Patroclus stared at the wiggling green morsels on his plate. Time was moving strangely, and his head hurt, and Achilles didn’t look right. Achilles was calm and sure and animated and optimistic – but the man before him looked agitated and lost and drained and helpless. “’s alright.”

“I don’t ever want you to do that again,” Achilles said.

“Probably a stupid way of doing it. Should’ve done it as a blood transfusion properly, or maybe had you drink it.” Patroclus made a face at the thought, before spooning a cube of jelly into his mouth, relishing the slimy, lime sweetness of it. “But I didn’t think we had time.”

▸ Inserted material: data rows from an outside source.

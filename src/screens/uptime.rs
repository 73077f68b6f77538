use super::{Flow, Screen, ScreenContext};
use crate::display::Frame;
use crate::system::uptime::format_pretty;
use std::time::Duration;

#[derive(Default)]
pub struct UptimeScreen {
    text: Option<String>,
}

impl UptimeScreen {
    pub fn new() -> Self {
        Self::default()
    }
}

impl Screen for UptimeScreen {
    fn title(&self) -> &'static str {
        "Show Uptime"
    }

    fn tick_interval(&self) -> Duration {
        Duration::from_secs(10)
    }

    fn update(&mut self, ctx: &mut ScreenContext<'_>) -> Flow {
        self.text = Some(format_pretty(ctx.sampler.uptime_secs()));
        Flow::Continue
    }

    fn render(&self) -> Frame {
        let mut frame = Frame::new();
        let mut lines = vec!["System Uptime:".to_string()];
        lines.extend(self.text.iter().cloned());
        frame.text_lines(&lines, false);
        frame
    }
}
//! Runtime configuration for the panel and the light show.
//!
//! Values come from the process environment (optionally seeded from a `.env` file)
//! and fall back to defaults matching the reference hardware build.

mod settings;

pub use settings::*;
//! The panel event loop: input, deadlines and Ctrl-C multiplexed on one task.

use super::controller::{Controller, ScreenFactory};
use crate::display::{FramePlan, Panel};
use crate::error::Result;
use crate::input::{InputEvent, InputReceiver};
use crate::screens::Moment;
use tracing::{debug, info};

/// Shows every frame of `plan`, holding each for its delay.
///
/// Input arriving meanwhile stays queued in the channel.
pub async fn play(panel: &mut dyn Panel, plan: FramePlan) -> Result<()> {
    for (frame, delay) in plan {
        panel.show(&frame)?;
        if !delay.is_zero() {
            tokio::time::sleep(delay).await;
        }
    }
    Ok(())
}

/// Runs until Ctrl-C, a quit key or the input source going away, then blanks the panel.
pub async fn run_event_loop<F: ScreenFactory>(
    panel: &mut dyn Panel,
    controller: &mut Controller<F>,
    mut input: InputReceiver,
) -> Result<()> {
    play(panel, controller.start()).await?;

    loop {
        let deadline = tokio::time::Instant::from_std(controller.next_deadline());
        tokio::select! {
            event = input.recv() => match event {
                Some(InputEvent::Quit) => {
                    info!("Quit requested");
                    break;
                },
                Some(event) => {
                    debug!("Input {:?} in {}", event, controller.view_name());
                    let plan = controller.handle_input(event, Moment::current());
                    play(panel, plan).await?;
                },
                None => {
                    info!("Input source closed");
                    break;
                },
            },
            _ = tokio::time::sleep_until(deadline) => {
                let plan = controller.tick(Moment::current());
                play(panel, plan).await?;
            },
            _ = tokio::signal::ctrl_c() => {
                info!("Interrupted, shutting down panel");
                break;
            },
        }
    }

    panel.clear()
}

#[cfg(test)]
mod tests {
    use super::*;
    use crate::app::controller::Timing;
    use crate::app::dashboard::SystemView;
    use crate::app::menu::{Menu, MenuItem};
    use crate::display::Frame;
    use crate::input::input_channel;
    use crate::models::WeatherReport;
    use crate::screens::{ClockScreen, Screen};
    use std::sync::{Arc, Mutex};
    use std::time::{Duration, Instant};
    use tokio::sync::watch;

    #[derive(Clone, Default)]
    struct RecordingPanel {
        shown: Arc<Mutex<Vec<Frame>>>,
        cleared: Arc<Mutex<bool>>,
    }

    impl Panel for RecordingPanel {
        fn show(&mut self, frame: &Frame) -> Result<()> {
            self.shown.lock().unwrap().push(frame.clone());
            Ok(())
        }

        fn clear(&mut self) -> Result<()> {
            *self.cleared.lock().unwrap() = true;
            Ok(())
        }
    }

    struct Clocks;

    impl ScreenFactory for Clocks {
        fn create(&self, _item: &MenuItem) -> Box<dyn Screen> {
            Box::new(ClockScreen::new())
        }
    }

    #[tokio::test]
    async fn test_loop_shows_menu_and_stops_on_quit() {
        let (_weather_tx, weather) = watch::channel(WeatherReport::default());
        let menu = Menu::new(vec![MenuItem::Clock, MenuItem::Uptime]);
        let mut controller = Controller::new(
            menu.clone(),
            Clocks,
            Timing {
                idle_timeout: Duration::from_secs(3600),
                dashboard_cycle: Duration::from_secs(15),
            },
            SystemView::new("lo", "sda"),
            weather,
            Instant::now(),
        );
        let mut panel = RecordingPanel::default();
        let (tx, rx) = input_channel();
        tx.send(InputEvent::Rotate(1)).unwrap();
        tx.send(InputEvent::Quit).unwrap();

        run_event_loop(&mut panel, &mut controller, rx).await.unwrap();

        let shown = panel.shown.lock().unwrap();
        assert_eq!(shown.len(), 2);
        assert_eq!(shown[0], menu.render());
        assert_eq!(controller.menu().selected(), 1);
        assert!(*panel.cleared.lock().unwrap());
    }

    #[tokio::test]
    async fn test_closed_input_ends_loop() {
        let (_weather_tx, weather) = watch::channel(WeatherReport::default());
        let mut controller = Controller::new(
            Menu::new(vec![MenuItem::Clock]),
            Clocks,
            Timing {
                idle_timeout: Duration::from_secs(3600),
                dashboard_cycle: Duration::from_secs(15),
            },
            SystemView::new("lo", "sda"),
            weather,
            Instant::now(),
        );
        let mut panel = RecordingPanel::default();
        let (tx, rx) = input_channel();
        drop(tx);
        run_event_loop(&mut panel, &mut controller, rx).await.unwrap();
        assert_eq!(panel.shown.lock().unwrap().len(), 1);
    }
}
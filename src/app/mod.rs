//! The panel service: menu, screens and idle dashboard on the OLED.
//!
//! `run_panel` wires the output device, the input source and the weather refresher
//! to a `Controller` and drives it from a single event loop.

pub mod controller;
pub mod dashboard;
pub mod menu;
pub mod runtime;

use crate::api::{spawn_weather_refresher, OpenMeteoClient, WeatherLocation};
use crate::config::Config;
use crate::display::{Panel, TerminalPanel};
use crate::error::Result;
use crate::input::{input_channel, spawn_keyboard_input, InputSender};
use controller::{Controller, PanelScreens, Timing};
use dashboard::SystemView;
use menu::{menu_items, Menu};
use std::time::Instant;
use tracing::info;

fn open_panel(config: &Config, simulate: bool) -> Result<Box<dyn Panel>> {
    if simulate {
        info!("Using terminal panel");
        return Ok(Box::new(TerminalPanel::stdout()));
    }
    #[cfg(feature = "rpi")]
    {
        use crate::display::{RppalI2c, Ssd1306};
        info!("Opening SSD1306 at 0x{:02X}", config.i2c_address);
        let bus = RppalI2c::open(config.i2c_address)?;
        Ok(Box::new(Ssd1306::new(bus)?))
    }
    #[cfg(not(feature = "rpi"))]
    {
        let _ = config;
        Err(crate::error::AppError::Hardware(
            "built without the `rpi` feature; use --simulate".to_string(),
        ))
    }
}

fn start_input(tx: InputSender, simulate: bool) -> Result<()> {
    if simulate {
        info!("Keys: arrows or a/d rotate, Enter confirms, Backspace goes back, Space is the knob, q quits");
        spawn_keyboard_input(tx);
        return Ok(());
    }
    #[cfg(feature = "rpi")]
    {
        crate::input::spawn_gpio_input(tx)?;
        Ok(())
    }
    #[cfg(not(feature = "rpi"))]
    {
        drop(tx);
        Err(crate::error::AppError::Hardware(
            "GPIO input needs the `rpi` feature".to_string(),
        ))
    }
}

/// Runs the panel until Ctrl-C (or `q` in the simulator).
pub async fn run_panel(config: &Config, simulate: bool) -> Result<()> {
    let mut panel = open_panel(config, simulate)?;

    let (tx, rx) = input_channel();
    start_input(tx, simulate)?;

    let client = OpenMeteoClient::with_base_url(&config.weather_url)?;
    let location = WeatherLocation {
        latitude: config.latitude,
        longitude: config.longitude,
        timezone: config.timezone.clone(),
    };
    let (weather, refresher) = spawn_weather_refresher(client, location, config.weather_interval);

    let mut controller = Controller::new(
        Menu::new(menu_items(config)),
        PanelScreens::from_config(config),
        Timing::from(config),
        SystemView::new(&config.net_iface, &config.disk_device),
        weather,
        Instant::now(),
    );

    info!(
        "Panel running (idle timeout {:?}, dry run {})",
        config.idle_timeout, config.dry_run
    );
    let result = runtime::run_event_loop(panel.as_mut(), &mut controller, rx).await;
    refresher.abort();
    result
}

“You almost died. It was dangerous.”

“I’d come to terms with it.”

“I was still conscious,” Achilles snapped. “When you did it. Had you leaning over me – my Patroclus, my Lois Lane – and I think you’ll hold me. I think you’ll comfort me. And then you get this crazy look in your eye and you carve into yourself, and I can’t do anything.” Achilles’s fingers clenched and unclenched, as if they ached to hit something. “And my fucking medical team is there, and you convince them you’re not insane, that you’re helping, that the river of blood you’re smearing over me is gonna save me –”

“It did –”

“And they let you!” Achilles burst. He closed his eyes and took a few breaths, his body trembling with anger. Achilles fought and killed men every other day, but it was oddly disorienting seeing him angry. “You’re fucked up and crazy and you cut yourself because _maybe_ it would save me. They should have fucking restrained you, had you committed.”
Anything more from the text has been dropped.